WHAT THIS TASK INVOLVES:
Search the entries for the word "SrtParser" and report each line that has it.
BEGIN STORED DATA
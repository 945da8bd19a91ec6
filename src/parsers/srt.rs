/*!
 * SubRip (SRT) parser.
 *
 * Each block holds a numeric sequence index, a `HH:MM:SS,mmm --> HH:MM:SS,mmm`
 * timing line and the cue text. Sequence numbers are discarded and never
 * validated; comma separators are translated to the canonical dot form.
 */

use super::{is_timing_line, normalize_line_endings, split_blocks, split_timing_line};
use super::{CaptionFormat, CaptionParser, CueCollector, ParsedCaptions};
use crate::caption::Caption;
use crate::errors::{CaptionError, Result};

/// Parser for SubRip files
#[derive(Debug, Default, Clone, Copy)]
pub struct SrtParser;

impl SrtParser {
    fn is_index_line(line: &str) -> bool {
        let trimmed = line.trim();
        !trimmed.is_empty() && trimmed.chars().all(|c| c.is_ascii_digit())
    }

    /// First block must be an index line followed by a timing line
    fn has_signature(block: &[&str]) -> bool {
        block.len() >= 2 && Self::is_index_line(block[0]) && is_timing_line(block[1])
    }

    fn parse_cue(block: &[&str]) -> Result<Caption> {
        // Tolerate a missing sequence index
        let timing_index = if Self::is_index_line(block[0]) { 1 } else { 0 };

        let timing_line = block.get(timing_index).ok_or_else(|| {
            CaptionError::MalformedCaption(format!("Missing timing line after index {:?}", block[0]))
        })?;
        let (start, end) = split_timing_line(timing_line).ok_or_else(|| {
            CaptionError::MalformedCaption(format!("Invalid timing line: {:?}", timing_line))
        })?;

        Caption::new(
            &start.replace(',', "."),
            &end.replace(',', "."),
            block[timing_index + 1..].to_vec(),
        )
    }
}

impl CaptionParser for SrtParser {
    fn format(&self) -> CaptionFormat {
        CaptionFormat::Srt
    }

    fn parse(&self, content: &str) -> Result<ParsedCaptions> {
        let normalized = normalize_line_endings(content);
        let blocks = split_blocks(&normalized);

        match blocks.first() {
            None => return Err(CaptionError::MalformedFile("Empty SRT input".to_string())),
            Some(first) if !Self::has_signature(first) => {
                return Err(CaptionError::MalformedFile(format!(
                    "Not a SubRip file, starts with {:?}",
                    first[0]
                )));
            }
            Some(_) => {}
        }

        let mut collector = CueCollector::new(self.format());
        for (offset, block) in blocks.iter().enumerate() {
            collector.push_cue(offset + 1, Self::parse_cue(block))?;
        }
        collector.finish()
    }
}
END STORED DATA
THE COMPLETED TASK:
pub struct SrtParser;
impl SrtParser {
impl CaptionParser for SrtParser {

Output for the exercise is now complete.